YOUR ASSIGNMENT:
All lines of the material below that include the string "transport" are to be copied.

INPUT RECORDS:
^^^^

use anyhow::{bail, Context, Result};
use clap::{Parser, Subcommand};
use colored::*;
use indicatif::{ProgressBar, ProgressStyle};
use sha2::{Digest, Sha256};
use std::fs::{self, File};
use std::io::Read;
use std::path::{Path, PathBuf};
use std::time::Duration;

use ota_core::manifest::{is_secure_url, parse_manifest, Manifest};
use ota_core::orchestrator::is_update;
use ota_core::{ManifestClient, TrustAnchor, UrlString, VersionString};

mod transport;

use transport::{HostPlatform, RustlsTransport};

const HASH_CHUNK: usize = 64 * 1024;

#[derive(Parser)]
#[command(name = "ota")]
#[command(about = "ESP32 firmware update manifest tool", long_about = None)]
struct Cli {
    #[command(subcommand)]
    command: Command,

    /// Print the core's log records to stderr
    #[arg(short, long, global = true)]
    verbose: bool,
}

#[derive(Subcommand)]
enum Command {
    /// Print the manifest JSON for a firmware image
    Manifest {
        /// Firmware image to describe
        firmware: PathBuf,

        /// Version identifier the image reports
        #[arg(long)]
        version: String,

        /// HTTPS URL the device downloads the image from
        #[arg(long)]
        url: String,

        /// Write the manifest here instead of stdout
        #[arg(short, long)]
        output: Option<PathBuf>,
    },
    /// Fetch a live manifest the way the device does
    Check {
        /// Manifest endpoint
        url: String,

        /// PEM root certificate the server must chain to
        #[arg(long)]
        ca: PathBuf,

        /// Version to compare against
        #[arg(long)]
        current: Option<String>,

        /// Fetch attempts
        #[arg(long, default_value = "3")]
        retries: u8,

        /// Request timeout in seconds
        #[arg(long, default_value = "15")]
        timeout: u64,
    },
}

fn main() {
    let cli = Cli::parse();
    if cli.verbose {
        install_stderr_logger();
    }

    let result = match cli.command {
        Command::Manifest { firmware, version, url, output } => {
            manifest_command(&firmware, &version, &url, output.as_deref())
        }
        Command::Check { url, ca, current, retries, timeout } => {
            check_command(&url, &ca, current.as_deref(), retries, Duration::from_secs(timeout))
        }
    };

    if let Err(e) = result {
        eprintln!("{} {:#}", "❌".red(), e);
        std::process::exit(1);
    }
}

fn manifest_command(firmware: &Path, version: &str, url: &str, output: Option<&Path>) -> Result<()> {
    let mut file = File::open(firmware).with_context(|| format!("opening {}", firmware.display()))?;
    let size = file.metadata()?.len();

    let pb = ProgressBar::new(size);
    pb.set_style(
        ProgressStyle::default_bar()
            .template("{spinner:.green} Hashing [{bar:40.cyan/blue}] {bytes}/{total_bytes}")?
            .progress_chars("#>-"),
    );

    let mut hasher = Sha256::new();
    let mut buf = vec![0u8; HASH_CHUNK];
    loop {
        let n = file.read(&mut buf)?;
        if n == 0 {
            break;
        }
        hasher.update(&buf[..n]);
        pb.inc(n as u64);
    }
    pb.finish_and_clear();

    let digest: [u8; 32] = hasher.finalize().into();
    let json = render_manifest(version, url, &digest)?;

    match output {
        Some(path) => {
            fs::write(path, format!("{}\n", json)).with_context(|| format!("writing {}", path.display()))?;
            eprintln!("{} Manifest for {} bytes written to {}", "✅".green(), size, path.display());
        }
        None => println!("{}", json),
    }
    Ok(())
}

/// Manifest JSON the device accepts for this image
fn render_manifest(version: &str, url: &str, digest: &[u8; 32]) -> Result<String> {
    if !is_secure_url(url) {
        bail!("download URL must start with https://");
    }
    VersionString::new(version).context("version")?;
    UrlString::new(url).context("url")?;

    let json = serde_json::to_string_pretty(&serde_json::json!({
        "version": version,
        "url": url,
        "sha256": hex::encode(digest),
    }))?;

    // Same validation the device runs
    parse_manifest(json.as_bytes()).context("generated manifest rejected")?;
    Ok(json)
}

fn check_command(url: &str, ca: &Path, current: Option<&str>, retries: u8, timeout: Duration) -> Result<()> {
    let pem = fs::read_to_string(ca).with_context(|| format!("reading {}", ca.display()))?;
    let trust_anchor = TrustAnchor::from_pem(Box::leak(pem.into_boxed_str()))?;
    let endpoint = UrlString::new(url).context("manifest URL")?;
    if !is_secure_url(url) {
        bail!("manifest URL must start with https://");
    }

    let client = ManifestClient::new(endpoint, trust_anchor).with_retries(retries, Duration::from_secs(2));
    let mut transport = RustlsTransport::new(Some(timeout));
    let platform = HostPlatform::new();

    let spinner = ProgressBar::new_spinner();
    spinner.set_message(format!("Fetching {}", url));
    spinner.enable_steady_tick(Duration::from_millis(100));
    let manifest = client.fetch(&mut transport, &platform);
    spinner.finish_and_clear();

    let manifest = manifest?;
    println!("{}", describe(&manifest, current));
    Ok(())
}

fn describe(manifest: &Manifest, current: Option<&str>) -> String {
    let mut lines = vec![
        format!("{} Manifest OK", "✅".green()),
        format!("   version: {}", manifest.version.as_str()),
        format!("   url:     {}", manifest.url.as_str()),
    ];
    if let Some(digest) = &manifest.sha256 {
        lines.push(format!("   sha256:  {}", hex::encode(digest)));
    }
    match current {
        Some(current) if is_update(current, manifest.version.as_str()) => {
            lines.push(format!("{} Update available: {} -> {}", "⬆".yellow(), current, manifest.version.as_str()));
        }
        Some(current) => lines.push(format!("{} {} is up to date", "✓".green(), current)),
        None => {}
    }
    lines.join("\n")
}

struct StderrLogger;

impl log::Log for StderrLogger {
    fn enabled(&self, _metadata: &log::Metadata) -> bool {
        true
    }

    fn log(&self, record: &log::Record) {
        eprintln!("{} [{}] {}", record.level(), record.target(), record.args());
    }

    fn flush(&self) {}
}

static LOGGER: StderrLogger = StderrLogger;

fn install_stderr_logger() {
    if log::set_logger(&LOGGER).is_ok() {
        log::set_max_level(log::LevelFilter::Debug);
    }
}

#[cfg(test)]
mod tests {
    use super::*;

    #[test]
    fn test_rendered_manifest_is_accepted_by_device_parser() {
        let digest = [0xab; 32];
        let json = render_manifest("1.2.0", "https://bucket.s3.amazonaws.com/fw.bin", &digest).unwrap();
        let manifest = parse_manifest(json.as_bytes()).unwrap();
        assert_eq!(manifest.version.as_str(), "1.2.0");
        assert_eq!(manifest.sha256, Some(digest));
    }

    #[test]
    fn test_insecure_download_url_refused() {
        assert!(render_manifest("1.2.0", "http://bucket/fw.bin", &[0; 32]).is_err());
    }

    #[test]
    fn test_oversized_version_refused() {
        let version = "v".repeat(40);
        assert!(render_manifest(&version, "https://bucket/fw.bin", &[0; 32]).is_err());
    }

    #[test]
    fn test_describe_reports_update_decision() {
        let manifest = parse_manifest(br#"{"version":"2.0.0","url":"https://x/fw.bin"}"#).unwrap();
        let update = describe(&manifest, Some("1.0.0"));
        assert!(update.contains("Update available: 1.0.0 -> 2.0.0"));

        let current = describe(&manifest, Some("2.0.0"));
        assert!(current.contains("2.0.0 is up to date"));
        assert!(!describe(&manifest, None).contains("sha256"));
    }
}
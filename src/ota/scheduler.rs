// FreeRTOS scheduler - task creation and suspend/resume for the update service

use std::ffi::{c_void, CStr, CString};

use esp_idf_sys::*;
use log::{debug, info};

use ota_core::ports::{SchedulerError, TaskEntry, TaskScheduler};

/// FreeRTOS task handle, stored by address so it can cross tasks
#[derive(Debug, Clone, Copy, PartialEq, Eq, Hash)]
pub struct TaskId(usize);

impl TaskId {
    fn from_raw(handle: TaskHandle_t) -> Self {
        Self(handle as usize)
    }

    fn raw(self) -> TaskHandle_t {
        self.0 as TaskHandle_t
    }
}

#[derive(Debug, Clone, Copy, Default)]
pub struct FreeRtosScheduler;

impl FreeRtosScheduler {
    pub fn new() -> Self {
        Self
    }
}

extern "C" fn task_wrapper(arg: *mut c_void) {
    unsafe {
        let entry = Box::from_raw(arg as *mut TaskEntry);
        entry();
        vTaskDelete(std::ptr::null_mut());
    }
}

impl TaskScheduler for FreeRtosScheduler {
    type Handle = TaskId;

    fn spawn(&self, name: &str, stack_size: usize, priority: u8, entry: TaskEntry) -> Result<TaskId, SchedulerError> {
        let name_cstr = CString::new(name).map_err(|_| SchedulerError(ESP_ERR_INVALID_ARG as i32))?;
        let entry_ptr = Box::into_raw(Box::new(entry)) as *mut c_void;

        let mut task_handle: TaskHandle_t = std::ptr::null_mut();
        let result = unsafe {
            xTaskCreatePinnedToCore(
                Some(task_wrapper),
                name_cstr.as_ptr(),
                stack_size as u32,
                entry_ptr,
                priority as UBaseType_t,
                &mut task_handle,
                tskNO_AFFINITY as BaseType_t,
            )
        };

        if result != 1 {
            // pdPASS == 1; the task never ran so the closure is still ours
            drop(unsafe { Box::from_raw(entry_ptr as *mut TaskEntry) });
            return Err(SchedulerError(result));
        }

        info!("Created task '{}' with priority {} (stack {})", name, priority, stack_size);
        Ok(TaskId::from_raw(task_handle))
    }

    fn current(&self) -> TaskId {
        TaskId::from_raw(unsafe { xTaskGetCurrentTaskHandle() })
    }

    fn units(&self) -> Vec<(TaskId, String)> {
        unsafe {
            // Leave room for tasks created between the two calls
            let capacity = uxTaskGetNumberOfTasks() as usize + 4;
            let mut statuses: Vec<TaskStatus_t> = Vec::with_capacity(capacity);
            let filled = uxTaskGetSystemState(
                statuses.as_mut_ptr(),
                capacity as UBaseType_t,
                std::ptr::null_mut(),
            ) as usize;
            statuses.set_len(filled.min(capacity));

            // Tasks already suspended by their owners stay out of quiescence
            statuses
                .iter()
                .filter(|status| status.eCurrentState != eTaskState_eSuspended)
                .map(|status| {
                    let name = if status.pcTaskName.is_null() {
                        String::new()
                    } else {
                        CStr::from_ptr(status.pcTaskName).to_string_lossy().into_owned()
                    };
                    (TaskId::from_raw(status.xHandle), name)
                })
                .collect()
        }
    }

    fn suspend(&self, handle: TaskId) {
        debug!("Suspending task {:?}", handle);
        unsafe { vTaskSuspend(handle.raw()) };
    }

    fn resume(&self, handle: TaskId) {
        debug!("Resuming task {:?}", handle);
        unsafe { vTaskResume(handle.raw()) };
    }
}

^^^^

RESPONSE TO THE EXERCISE:
mod transport;
use transport::{HostPlatform, RustlsTransport};
    let mut transport = RustlsTransport::new(Some(timeout));
    let manifest = client.fetch(&mut transport, &platform);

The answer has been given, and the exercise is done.